AIM OF THE EXERCISE: Below are records; work out how many of their lines hold the string "async" and give that number alone.

TASK INPUT:
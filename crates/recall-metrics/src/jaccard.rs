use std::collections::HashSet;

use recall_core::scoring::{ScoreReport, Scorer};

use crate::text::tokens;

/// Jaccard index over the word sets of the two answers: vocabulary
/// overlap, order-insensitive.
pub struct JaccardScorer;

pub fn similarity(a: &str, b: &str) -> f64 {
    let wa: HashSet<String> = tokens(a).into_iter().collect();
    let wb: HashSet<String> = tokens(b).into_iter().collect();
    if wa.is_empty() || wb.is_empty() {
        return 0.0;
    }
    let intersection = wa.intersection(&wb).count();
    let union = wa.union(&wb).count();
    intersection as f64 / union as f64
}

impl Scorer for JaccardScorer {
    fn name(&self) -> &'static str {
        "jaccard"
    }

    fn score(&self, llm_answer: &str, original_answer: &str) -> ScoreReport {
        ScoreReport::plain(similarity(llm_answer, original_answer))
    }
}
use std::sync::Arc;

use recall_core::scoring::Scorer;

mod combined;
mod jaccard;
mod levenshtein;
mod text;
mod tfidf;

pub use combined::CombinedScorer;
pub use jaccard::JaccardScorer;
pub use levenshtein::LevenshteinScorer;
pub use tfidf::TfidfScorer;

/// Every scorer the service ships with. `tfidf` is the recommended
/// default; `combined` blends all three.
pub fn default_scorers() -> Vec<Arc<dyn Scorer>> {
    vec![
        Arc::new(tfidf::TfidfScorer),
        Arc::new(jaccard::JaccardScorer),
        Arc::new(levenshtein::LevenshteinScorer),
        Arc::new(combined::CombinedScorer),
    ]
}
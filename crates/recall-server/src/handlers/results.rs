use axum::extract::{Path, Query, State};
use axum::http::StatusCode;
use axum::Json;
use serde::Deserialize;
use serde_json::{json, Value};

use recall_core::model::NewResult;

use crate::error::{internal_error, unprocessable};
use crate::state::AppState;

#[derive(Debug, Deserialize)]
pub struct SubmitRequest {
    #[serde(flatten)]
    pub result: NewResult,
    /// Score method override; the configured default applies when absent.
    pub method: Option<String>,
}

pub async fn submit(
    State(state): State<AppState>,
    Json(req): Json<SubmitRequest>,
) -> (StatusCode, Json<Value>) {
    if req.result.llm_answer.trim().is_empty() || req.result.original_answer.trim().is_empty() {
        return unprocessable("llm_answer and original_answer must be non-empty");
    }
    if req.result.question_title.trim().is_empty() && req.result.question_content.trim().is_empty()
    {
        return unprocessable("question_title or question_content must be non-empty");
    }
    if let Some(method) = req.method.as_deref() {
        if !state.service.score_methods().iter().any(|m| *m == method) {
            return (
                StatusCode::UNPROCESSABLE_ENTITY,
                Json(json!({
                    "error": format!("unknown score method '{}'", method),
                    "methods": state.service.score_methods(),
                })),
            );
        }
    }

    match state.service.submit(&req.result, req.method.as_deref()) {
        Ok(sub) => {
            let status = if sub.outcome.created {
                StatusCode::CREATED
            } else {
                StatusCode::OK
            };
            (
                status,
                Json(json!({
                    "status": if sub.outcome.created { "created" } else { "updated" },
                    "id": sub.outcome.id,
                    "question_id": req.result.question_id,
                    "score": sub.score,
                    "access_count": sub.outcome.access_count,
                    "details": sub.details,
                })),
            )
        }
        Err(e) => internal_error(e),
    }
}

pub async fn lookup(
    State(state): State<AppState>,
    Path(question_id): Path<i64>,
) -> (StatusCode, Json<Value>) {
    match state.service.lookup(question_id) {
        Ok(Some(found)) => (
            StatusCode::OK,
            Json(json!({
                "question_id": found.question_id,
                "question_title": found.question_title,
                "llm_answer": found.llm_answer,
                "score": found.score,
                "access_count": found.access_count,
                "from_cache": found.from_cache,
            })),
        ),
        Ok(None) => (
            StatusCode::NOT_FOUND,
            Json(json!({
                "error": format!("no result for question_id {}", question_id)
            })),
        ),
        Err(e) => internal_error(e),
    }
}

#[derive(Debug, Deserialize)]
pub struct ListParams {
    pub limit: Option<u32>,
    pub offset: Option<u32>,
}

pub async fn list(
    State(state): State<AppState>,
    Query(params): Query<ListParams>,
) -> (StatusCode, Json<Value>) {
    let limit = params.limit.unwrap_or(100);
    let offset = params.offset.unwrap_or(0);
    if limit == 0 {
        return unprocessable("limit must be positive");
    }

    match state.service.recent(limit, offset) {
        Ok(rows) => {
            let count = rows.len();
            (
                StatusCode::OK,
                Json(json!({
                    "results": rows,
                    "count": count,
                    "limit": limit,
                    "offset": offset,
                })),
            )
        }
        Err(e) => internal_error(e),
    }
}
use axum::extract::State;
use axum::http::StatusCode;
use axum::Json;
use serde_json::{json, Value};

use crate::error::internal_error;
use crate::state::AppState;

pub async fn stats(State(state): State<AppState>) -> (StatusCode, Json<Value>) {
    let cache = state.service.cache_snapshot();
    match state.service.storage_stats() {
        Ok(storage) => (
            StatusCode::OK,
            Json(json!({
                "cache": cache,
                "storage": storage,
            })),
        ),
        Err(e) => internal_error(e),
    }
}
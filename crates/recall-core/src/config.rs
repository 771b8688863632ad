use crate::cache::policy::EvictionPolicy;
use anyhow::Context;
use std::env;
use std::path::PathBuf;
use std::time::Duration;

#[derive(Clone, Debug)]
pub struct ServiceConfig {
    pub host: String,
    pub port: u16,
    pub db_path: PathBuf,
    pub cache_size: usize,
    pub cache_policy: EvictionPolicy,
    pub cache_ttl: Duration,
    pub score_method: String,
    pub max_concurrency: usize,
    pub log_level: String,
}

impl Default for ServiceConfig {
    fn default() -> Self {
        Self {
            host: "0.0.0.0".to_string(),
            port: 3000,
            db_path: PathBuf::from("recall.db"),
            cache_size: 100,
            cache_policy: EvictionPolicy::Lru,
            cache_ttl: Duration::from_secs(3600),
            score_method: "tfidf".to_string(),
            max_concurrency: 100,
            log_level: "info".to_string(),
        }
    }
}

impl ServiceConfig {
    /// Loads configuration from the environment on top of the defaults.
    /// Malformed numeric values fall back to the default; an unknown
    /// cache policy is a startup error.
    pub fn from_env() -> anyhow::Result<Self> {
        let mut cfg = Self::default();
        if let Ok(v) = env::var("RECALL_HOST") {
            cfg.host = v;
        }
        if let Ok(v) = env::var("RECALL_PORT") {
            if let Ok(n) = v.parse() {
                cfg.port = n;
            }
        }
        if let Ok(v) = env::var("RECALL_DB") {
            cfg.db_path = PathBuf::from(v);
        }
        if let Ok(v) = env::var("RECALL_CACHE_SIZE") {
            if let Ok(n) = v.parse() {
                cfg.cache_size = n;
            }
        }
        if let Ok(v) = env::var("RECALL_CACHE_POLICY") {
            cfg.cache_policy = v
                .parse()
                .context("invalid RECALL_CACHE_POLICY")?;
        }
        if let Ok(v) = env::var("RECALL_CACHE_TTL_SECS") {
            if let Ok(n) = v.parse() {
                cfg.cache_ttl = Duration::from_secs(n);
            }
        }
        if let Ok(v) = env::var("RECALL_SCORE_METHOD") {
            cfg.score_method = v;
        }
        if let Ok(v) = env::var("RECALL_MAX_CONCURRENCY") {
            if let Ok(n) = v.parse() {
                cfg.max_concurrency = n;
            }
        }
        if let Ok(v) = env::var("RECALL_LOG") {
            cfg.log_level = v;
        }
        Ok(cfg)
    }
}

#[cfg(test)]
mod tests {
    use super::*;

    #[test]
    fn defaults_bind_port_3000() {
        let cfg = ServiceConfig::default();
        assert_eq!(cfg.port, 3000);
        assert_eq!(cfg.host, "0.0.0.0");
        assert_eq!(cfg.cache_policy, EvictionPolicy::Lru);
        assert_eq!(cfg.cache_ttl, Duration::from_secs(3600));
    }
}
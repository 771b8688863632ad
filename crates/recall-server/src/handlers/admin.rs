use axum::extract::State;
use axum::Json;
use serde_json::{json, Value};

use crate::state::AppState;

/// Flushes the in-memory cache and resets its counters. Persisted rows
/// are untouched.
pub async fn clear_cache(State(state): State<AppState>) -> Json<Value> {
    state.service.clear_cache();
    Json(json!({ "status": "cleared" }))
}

EXPECTED ANSWER: 5